If a line of the data contains the word "PartialEq", it is counted; report how many such lines there are and nothing else.

========

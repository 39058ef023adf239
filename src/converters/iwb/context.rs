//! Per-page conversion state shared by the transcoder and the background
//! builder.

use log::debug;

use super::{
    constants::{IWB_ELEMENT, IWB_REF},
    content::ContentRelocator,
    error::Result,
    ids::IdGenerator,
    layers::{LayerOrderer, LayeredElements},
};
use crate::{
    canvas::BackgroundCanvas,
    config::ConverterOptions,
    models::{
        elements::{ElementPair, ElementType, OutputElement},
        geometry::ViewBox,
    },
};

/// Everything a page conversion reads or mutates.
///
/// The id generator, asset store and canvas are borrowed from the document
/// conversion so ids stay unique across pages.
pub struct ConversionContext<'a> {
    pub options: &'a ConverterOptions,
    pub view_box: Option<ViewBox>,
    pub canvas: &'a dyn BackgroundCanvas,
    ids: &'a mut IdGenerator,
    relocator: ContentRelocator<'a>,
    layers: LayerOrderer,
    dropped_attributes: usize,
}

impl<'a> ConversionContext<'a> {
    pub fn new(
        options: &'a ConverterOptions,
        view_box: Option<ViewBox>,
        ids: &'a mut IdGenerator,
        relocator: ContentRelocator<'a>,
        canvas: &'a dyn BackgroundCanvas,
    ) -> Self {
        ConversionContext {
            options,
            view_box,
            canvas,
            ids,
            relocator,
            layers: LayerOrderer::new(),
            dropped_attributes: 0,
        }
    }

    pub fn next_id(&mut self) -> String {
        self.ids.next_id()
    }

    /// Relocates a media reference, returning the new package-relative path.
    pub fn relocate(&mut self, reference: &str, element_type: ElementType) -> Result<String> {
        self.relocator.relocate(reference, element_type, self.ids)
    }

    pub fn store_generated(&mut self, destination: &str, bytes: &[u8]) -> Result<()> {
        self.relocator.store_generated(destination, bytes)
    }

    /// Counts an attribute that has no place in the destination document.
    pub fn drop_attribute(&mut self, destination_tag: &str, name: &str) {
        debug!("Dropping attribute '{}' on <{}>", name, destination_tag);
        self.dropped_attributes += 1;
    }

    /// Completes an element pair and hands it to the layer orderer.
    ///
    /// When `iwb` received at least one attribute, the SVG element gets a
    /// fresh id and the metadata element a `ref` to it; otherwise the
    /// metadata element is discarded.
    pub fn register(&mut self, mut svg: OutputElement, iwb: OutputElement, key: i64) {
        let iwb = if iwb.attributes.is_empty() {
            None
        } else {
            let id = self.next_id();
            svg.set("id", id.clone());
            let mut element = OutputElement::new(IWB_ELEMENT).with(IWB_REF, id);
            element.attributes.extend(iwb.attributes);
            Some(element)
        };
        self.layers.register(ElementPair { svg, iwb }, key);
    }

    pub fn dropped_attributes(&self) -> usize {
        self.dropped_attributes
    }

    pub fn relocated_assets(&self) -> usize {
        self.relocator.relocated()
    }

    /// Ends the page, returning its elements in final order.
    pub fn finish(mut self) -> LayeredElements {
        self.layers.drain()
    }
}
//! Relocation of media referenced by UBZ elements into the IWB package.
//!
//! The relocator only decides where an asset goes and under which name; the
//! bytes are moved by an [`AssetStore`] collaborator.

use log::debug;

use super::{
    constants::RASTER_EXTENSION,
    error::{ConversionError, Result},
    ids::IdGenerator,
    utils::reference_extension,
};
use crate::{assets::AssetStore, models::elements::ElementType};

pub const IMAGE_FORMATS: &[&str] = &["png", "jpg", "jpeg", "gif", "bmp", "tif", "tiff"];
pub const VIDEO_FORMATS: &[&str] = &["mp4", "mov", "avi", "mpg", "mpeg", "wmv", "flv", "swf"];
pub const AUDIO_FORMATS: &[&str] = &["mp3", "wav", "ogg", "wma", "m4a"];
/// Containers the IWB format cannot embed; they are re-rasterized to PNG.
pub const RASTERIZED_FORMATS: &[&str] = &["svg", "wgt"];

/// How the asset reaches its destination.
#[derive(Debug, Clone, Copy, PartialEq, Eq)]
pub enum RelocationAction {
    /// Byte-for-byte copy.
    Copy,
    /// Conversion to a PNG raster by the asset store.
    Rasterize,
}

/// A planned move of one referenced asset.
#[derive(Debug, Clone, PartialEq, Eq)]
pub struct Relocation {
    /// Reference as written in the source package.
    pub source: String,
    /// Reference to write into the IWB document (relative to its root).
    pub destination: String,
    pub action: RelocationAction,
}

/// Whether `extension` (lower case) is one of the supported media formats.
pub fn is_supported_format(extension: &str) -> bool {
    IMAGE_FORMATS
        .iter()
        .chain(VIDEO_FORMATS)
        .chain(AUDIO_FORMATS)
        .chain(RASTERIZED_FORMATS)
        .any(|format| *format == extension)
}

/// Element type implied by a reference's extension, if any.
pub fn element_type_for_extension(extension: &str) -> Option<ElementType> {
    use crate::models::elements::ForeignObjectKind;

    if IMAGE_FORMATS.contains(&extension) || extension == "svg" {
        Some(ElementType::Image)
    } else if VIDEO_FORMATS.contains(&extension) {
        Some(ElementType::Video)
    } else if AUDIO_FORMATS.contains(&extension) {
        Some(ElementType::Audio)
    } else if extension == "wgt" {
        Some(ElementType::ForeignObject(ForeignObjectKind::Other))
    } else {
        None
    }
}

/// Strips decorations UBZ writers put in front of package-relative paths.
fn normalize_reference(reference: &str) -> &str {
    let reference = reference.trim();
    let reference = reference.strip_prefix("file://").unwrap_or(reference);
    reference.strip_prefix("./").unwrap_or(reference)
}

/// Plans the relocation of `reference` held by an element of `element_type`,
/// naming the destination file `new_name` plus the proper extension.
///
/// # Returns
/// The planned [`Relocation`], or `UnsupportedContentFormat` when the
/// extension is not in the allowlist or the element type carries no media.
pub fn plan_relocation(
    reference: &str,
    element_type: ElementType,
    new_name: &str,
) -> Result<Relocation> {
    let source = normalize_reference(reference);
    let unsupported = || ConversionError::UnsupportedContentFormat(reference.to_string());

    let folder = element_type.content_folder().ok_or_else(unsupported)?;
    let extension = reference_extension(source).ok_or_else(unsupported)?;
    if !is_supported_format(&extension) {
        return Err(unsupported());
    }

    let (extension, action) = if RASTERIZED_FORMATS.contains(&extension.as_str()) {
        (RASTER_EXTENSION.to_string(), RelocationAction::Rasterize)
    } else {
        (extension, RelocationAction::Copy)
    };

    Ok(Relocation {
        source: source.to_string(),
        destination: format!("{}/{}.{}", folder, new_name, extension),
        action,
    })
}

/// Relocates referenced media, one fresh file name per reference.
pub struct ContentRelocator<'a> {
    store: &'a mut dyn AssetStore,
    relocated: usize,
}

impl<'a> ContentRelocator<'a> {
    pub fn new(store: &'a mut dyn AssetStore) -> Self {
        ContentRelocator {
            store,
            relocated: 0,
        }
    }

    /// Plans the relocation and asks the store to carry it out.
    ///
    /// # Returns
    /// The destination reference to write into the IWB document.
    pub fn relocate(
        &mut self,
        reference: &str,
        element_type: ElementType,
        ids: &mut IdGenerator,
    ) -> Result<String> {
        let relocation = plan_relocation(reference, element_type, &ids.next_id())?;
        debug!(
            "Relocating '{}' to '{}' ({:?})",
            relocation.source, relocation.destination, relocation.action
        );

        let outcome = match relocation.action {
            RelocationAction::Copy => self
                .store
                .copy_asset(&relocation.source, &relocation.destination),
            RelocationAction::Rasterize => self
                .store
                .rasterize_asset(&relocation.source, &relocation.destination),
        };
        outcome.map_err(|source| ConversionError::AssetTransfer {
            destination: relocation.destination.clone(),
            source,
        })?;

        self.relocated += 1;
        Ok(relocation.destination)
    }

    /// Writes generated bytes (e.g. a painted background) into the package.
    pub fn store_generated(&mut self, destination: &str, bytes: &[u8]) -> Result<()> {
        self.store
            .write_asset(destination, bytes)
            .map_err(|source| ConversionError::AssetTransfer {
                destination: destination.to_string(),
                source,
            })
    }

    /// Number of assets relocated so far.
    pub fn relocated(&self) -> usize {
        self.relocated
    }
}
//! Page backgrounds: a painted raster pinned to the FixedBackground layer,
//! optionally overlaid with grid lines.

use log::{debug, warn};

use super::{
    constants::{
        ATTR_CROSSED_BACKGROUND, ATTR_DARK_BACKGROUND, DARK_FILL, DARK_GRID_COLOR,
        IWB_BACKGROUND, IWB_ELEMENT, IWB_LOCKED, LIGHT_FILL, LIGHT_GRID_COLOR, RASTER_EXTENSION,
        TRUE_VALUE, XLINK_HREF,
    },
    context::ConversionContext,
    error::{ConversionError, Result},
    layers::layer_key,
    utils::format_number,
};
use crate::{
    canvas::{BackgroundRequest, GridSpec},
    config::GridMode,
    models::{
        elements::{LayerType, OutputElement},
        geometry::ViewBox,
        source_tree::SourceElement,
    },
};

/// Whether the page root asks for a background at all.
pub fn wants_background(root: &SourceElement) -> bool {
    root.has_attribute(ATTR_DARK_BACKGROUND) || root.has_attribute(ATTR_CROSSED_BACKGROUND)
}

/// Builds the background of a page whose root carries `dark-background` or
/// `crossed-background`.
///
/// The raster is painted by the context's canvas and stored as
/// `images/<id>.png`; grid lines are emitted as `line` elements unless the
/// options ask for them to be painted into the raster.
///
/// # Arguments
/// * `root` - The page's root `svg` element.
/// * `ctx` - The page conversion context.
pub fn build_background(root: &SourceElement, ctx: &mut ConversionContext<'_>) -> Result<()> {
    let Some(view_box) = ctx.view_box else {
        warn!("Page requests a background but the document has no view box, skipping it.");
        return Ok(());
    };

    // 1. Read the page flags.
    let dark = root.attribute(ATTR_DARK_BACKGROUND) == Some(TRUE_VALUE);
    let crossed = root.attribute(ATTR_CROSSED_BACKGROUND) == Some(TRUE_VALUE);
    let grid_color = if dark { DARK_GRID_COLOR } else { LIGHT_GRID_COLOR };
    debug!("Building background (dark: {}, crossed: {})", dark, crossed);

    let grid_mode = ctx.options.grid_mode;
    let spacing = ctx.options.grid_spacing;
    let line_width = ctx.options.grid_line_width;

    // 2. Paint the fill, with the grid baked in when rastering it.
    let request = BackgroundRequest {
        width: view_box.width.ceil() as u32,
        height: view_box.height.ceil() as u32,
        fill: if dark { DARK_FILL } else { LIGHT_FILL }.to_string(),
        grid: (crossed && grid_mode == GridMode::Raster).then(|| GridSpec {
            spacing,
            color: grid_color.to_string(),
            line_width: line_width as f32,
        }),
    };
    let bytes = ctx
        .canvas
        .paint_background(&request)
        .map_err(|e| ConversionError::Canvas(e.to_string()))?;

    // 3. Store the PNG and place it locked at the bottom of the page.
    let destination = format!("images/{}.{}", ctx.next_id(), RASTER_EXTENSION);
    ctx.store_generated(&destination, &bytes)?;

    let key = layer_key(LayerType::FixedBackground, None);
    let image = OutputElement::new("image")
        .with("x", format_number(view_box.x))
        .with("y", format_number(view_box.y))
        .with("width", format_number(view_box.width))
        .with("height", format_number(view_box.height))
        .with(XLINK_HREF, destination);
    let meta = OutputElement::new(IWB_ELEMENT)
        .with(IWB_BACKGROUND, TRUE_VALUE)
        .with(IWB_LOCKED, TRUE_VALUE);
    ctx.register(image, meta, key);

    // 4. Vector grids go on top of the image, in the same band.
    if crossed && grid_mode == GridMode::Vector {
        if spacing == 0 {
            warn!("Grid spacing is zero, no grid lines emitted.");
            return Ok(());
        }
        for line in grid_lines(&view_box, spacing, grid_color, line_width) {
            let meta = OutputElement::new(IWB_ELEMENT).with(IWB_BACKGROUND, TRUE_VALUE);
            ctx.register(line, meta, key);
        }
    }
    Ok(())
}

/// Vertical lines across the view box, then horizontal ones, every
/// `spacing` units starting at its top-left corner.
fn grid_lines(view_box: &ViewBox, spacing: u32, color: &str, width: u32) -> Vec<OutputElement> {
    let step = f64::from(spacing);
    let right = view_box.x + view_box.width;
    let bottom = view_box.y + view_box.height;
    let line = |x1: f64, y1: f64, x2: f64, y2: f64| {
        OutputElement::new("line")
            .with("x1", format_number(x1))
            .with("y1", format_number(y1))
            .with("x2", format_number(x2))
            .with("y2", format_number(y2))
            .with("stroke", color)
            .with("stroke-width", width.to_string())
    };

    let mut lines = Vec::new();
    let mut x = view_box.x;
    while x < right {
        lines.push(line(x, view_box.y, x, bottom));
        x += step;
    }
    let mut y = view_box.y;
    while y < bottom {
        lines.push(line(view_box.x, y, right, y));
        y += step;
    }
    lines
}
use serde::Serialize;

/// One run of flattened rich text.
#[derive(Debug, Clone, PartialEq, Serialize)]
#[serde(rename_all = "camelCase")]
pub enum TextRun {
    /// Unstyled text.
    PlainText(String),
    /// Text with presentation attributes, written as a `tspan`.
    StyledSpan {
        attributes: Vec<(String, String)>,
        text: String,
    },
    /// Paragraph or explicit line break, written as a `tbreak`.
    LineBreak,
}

========

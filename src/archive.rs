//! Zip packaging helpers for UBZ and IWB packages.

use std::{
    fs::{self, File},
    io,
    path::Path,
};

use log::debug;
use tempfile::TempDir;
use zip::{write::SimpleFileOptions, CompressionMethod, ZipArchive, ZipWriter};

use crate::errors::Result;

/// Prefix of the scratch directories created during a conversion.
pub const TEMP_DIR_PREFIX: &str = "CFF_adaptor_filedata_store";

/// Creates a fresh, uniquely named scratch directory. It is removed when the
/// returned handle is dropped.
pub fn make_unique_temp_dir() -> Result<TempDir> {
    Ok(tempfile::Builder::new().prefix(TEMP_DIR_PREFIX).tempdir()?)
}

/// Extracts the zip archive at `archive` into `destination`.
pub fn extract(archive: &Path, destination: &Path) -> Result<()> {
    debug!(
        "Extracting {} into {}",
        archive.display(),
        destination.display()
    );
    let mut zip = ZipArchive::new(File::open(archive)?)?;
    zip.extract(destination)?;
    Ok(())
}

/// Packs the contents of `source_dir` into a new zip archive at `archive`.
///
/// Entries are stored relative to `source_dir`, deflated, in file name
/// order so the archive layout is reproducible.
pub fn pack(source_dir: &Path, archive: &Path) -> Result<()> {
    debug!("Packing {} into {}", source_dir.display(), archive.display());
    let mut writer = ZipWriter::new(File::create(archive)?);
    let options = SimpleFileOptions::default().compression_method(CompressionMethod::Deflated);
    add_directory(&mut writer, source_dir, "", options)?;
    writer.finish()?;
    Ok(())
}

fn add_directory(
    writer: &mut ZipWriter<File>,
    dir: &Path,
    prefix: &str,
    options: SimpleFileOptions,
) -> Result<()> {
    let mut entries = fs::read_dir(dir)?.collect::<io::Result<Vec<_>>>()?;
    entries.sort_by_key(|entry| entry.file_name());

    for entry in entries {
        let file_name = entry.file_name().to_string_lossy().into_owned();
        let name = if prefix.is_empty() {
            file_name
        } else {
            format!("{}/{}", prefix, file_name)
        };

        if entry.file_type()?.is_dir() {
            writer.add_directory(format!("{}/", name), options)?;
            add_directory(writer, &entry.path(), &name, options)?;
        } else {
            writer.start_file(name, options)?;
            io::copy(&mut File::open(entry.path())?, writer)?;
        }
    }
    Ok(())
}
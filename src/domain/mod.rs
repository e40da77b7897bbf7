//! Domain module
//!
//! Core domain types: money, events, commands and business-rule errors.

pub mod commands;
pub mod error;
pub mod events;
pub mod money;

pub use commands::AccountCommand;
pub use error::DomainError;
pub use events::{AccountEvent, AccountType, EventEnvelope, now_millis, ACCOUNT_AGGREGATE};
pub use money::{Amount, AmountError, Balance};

========

EXERCISE OUTPUT:
3